SetDataColors

SetDataColors — Set the colors for plotting data sets

Synopsis

$plot->SetDataColors($data_colors, [$border], [$default_alpha])

Description

SetDataColors sets the colors used for plotting the data.

Parameters

$data_colors

An array of color values, one for each data set. Or, a single color value (not an array) to use for all data sets. For other possibilities, see Notes. See Section 3.5, “Colors” for more on color values.

$border

Argument provided for backward compatibility. Use SetDataBorderColors instead.

$default_alpha

A default alpha value to apply to all data colors which do not have an alpha value. This is generally useful only with Truecolor images. A value of zero means opaque, and 127 means fully transparent. See Section 4.3, “Truecolor Images” for more information.

Notes

If an array is used for $data_colors, it must use zero-based sequential integer indexes.

Usually the $data_colors argument is an array of colors, one for each data set to be plotted. For example:

$plot->SetDataColors(array('red', 'green', 'blue'));
$plot->SetDataType('data-data');
$plot->SetDataValues(array( array('', 1, 4, 10, 5),
                            array('', 2, 6, 20, 3)));

This will plot a red line from (1,4) to (2,6), a green line from (1,10) to (2,20), and a blue line from (1,5) to (2,3).

If $data_colors is not an array, but a single color value, then that color will be used for all data sets. However, the array(r,g,b) notation is not allowed in this case (because it looks like an array of 3 separate color values). You can get around this restriction if you want to specify a single color as an R, G, B array by wrapping the array in another array, for example: array(array(102, 0, 192)).
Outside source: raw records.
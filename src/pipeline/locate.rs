//! Manifest location.
//!
//! In priority order: the manifest named on the command line, a
//! `<dirname>.c4zproj` project file in the source root, or no manifest at all.

use std::path::{Path, PathBuf};

use path_absolutize::Absolutize;

use crate::BuildConfig;
use crate::descriptor::{self, script::SQUISH_CONFIG_FILENAME};
use crate::error::{CliError, Result};
use crate::manifest::{Manifest, PROJECT_FILE_EXTENSION};

/// Where the build's manifest comes from.
#[derive(Debug, Clone, PartialEq, Eq)]
pub enum ManifestSource {
    /// Named on the command line
    Explicit(PathBuf),
    /// Project file matching the source directory name
    ProjectFile(PathBuf),
    /// No manifest; package the source directory as is
    Directory,
}

/// Pick the manifest for a build.
pub async fn locate_manifest(config: &BuildConfig) -> Result<ManifestSource> {
    if let Some(filename) = &config.manifest_filename {
        return Ok(ManifestSource::Explicit(config.source_root.join(filename)));
    }

    let name = directory_name(&config.source_root)?;
    let mut entries = tokio::fs::read_dir(&config.source_root).await?;
    while let Some(entry) = entries.next_entry().await? {
        let path = entry.path();
        let is_project = path
            .extension()
            .is_some_and(|ext| ext == PROJECT_FILE_EXTENSION)
            && path.file_stem().is_some_and(|stem| *stem == *name);
        if is_project && entry.file_type().await?.is_file() {
            return Ok(ManifestSource::ProjectFile(path));
        }
    }

    Ok(ManifestSource::Directory)
}

/// Manifest for a source root without one: every file directly in the root,
/// packaged as an archive named after the directory, squished when a
/// `squishy` configuration is present. The squish output is listed even
/// before the squish has produced it.
pub async fn directory_manifest(source_root: &Path) -> Result<Manifest> {
    let name = directory_name(source_root)?;
    let squish = tokio::fs::metadata(source_root.join(SQUISH_CONFIG_FILENAME))
        .await
        .is_ok_and(|m| m.is_file());

    let mut files = Vec::new();
    let mut entries = tokio::fs::read_dir(source_root).await?;
    while let Some(entry) = entries.next_entry().await? {
        if !entry.file_type().await?.is_file() {
            continue;
        }
        match entry.file_name().into_string() {
            Ok(file) => files.push(file),
            Err(file) => log::warn!("Skipping non UTF-8 file name {:?}", file),
        }
    }
    files.sort();

    if squish {
        let output = descriptor::squish_output_filename(source_root).await;
        if !files.contains(&output) {
            log::debug!("Adding squish output '{}' to the package", output);
            files.push(output);
        }
    }

    log::info!(
        "Building driver from directory {}...",
        source_root.absolutize()?.display()
    );
    Ok(Manifest::for_directory(name, squish, files))
}

fn directory_name(source_root: &Path) -> Result<String> {
    let absolute = source_root.absolutize()?;
    absolute
        .file_name()
        .and_then(|name| name.to_str())
        .map(str::to_string)
        .ok_or_else(|| {
            CliError::InvalidArguments {
                reason: format!(
                    "cannot derive a driver name from {}",
                    source_root.display()
                ),
            }
            .into()
        })
}

#[cfg(test)]
mod tests {
    use super::*;
    use crate::format::PackageFormat;
    use crate::manifest::Entry;

    fn config(root: &Path) -> BuildConfig {
        BuildConfig::new(root, root.join("out"))
    }

    #[tokio::test]
    async fn test_explicit_manifest_wins() {
        let dir = tempfile::tempdir().expect("tempdir");
        let mut config = config(dir.path());
        config.manifest_filename = Some("custom.xml".into());
        assert_eq!(
            locate_manifest(&config).await.expect("locate"),
            ManifestSource::Explicit(dir.path().join("custom.xml"))
        );
    }

    #[tokio::test]
    async fn test_project_file_must_match_directory_name() {
        let parent = tempfile::tempdir().expect("tempdir");
        let root = parent.path().join("Lights");
        std::fs::create_dir(&root).expect("mkdir");
        std::fs::write(root.join("Other.c4zproj"), "").expect("write");
        assert_eq!(
            locate_manifest(&config(&root)).await.expect("locate"),
            ManifestSource::Directory
        );

        std::fs::write(root.join("Lights.c4zproj"), "").expect("write");
        assert_eq!(
            locate_manifest(&config(&root)).await.expect("locate"),
            ManifestSource::ProjectFile(root.join("Lights.c4zproj"))
        );
    }

    #[tokio::test]
    async fn test_directory_manifest() {
        let parent = tempfile::tempdir().expect("tempdir");
        let root = parent.path().join("Blinds");
        std::fs::create_dir_all(root.join("www")).expect("mkdir");
        std::fs::write(root.join("driver.xml"), "<devicedata/>").expect("write");
        std::fs::write(root.join("driver.lua"), "").expect("write");

        let manifest = directory_manifest(&root).await.expect("manifest");
        assert_eq!(manifest.settings.name, "Blinds");
        assert_eq!(manifest.settings.format, PackageFormat::Archive);
        assert!(!manifest.settings.squish);
        let names: Vec<String> = manifest
            .items
            .iter()
            .filter_map(|entry| match entry {
                Entry::Declared(item) => item.name.clone(),
                Entry::Unexpected { .. } => None,
            })
            .collect();
        assert_eq!(names, vec!["driver.lua", "driver.xml"]);

        std::fs::write(root.join(SQUISH_CONFIG_FILENAME), "Main \"driver.lua\"").expect("write");
        let manifest = directory_manifest(&root).await.expect("manifest");
        assert!(manifest.settings.squish);
        assert!(matches!(
            manifest.items.last(),
            Some(Entry::Declared(item)) if item.name.as_deref() == Some("driver.lua.squished")
        ));
    }
}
Two special uses of the $data_colors argument are available. If the argument is an empty string, or boolean False, the color map is reset to the defaults. This can be used to restore the default color map. If the argument is NULL or missing from the function call, the color map is reset to the defaults, but only if it has not already been set. This is used internal to PHPlot for one-time initialization.
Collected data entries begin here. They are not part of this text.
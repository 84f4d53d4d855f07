//! Colored terminal output for packaging runs.

use std::io::Write;
use termcolor::{BufferWriter, Color, ColorChoice, ColorSpec, WriteColor};

use crate::pipeline::PackagedArtifact;
use crate::state::BuildWarning;

/// Output manager for consistent colored terminal output
#[derive(Debug)]
pub struct OutputManager {
    bufwtr: BufferWriter,
    quiet: bool,
}

impl Clone for OutputManager {
    fn clone(&self) -> Self {
        Self {
            bufwtr: BufferWriter::stdout(ColorChoice::Auto),
            quiet: self.quiet,
        }
    }
}

impl OutputManager {
    /// Create a new output manager
    pub fn new(quiet: bool) -> Self {
        Self {
            bufwtr: BufferWriter::stdout(ColorChoice::Auto),
            quiet,
        }
    }

    /// Print an info message
    pub fn info(&self, message: &str) -> std::io::Result<()> {
        if self.quiet {
            return Ok(());
        }

        let mut buffer = self.bufwtr.buffer();
        let _ = buffer.set_color(ColorSpec::new().set_fg(Some(Color::Cyan)));
        let _ = write!(&mut buffer, "ℹ");
        let _ = buffer.reset();
        let _ = writeln!(&mut buffer, " {}", message);
        self.bufwtr.print(&buffer)
    }

    /// Print a success message
    pub fn success(&self, message: &str) -> std::io::Result<()> {
        if self.quiet {
            return Ok(());
        }

        let mut buffer = self.bufwtr.buffer();
        let _ = buffer.set_color(ColorSpec::new().set_fg(Some(Color::Green)).set_bold(true));
        let _ = write!(&mut buffer, "✓");
        let _ = buffer.reset();
        let _ = writeln!(&mut buffer, " {}", message);
        self.bufwtr.print(&buffer)
    }

    /// Print a warning message
    pub fn warn(&self, message: &str) -> std::io::Result<()> {
        if self.quiet {
            return Ok(());
        }

        let mut buffer = self.bufwtr.buffer();
        let _ = buffer.set_color(ColorSpec::new().set_fg(Some(Color::Yellow)).set_bold(true));
        let _ = write!(&mut buffer, "⚠");
        let _ = buffer.reset();
        let _ = buffer.set_color(ColorSpec::new().set_fg(Some(Color::Yellow)));
        let _ = writeln!(&mut buffer, " {}", message);
        let _ = buffer.reset();
        self.bufwtr.print(&buffer)
    }

    /// Print an error message to stderr (always shown)
    pub fn error(&self, message: &str) {
        let bufwtr = BufferWriter::stderr(ColorChoice::Auto);
        let mut buffer = bufwtr.buffer();

        if buffer.set_color(ColorSpec::new().set_fg(Some(Color::Red)).set_bold(true)).is_err()
            || write!(&mut buffer, "✗").is_err()
            || buffer.reset().is_err()
            || buffer.set_color(ColorSpec::new().set_fg(Some(Color::Red))).is_err()
            || writeln!(&mut buffer, " {}", message).is_err()
            || buffer.reset().is_err()
            || bufwtr.print(&buffer).is_err()
        {
            println!("[STDERR ERROR] ✗ {}", message);
        }
    }

    /// Print a section header
    pub fn section(&self, title: &str) -> std::io::Result<()> {
        if self.quiet {
            return Ok(());
        }

        let mut buffer = self.bufwtr.buffer();
        let _ = writeln!(&mut buffer);
        let _ = buffer.set_color(ColorSpec::new().set_fg(Some(Color::Cyan)).set_bold(true));
        let _ = writeln!(&mut buffer, "═══ {} ═══", title);
        let _ = buffer.reset();
        self.bufwtr.print(&buffer)
    }

    /// Print indented text (for sub-items)
    pub fn indent(&self, message: &str) -> std::io::Result<()> {
        if self.quiet {
            return Ok(());
        }

        let mut buffer = self.bufwtr.buffer();
        let _ = writeln!(&mut buffer, "    {}", message);
        self.bufwtr.print(&buffer)
    }

    /// Report a finished package and the warnings collected on the way.
    pub fn artifact(
        &self,
        artifact: &PackagedArtifact,
        warnings: &[BuildWarning],
    ) -> std::io::Result<()> {
        self.success(&format!("Built {}", artifact.path.display()))?;
        self.indent(&format!("format: {}", artifact.format))?;
        self.indent(&format!("size:   {} bytes", artifact.size))?;
        self.indent(&format!("sha256: {}", artifact.sha256))?;
        if let Some(dir) = &artifact.extracted_to {
            self.indent(&format!("extracted to {}", dir.display()))?;
        }

        if !warnings.is_empty() {
            self.warn(&format!("{} warning(s):", warnings.len()))?;
            for warning in warnings {
                self.indent(&format!("[{}] {}", warning.phase, warning.message))?;
            }
        }
        Ok(())
    }
}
If SetDataColors is never called, a default color map is used which contains 16 colors starting with SkyBlue, green, orange, and blue. For the full list, see Section 3.5.3, “Plotting Colors”. By default, all colors are opaque (alpha=0).

You can keep the default color map but set all colors in it to use a transparency (alpha) value like this:

$plot->SetDataColors(NULL, NULL, 60);

This applies alpha=60 (meaning 60/127 transparency) to all the default data colors.

You can control how the data colors array is used with a data colors callback. See Section 4.5, “Custom Data Color Selection” for more information.

Some plot types which only support a single data set still use multiple data colors, but in a way that is specific to that plot type. This is described for each applicable plot type in Section 3.4, “PHPlot Plot Types”.

History

The optional $default_alpha argument was added in PHPlot-5.1.1 when truecolor images were implemented.

Through PHPlot-5.0.7, the default color map contained these 8 colors: SkyBlue, green, orange, blue, orange, red, violet, and azure1. These were used if SetDataColors was never called. Unfortunately, orange is used twice, and azure1 is so close to the white background that it is invisible. Also, through PHPlot-5.0.7, if SetDataColors was called with an empty string argument, the color map was set to these 4 colors: blue red green orange. Starting with PHPlot-5.1.0, a new default color map with 16 colors was defined. Given an empty string (or False), SetDataColors now restores the default color map.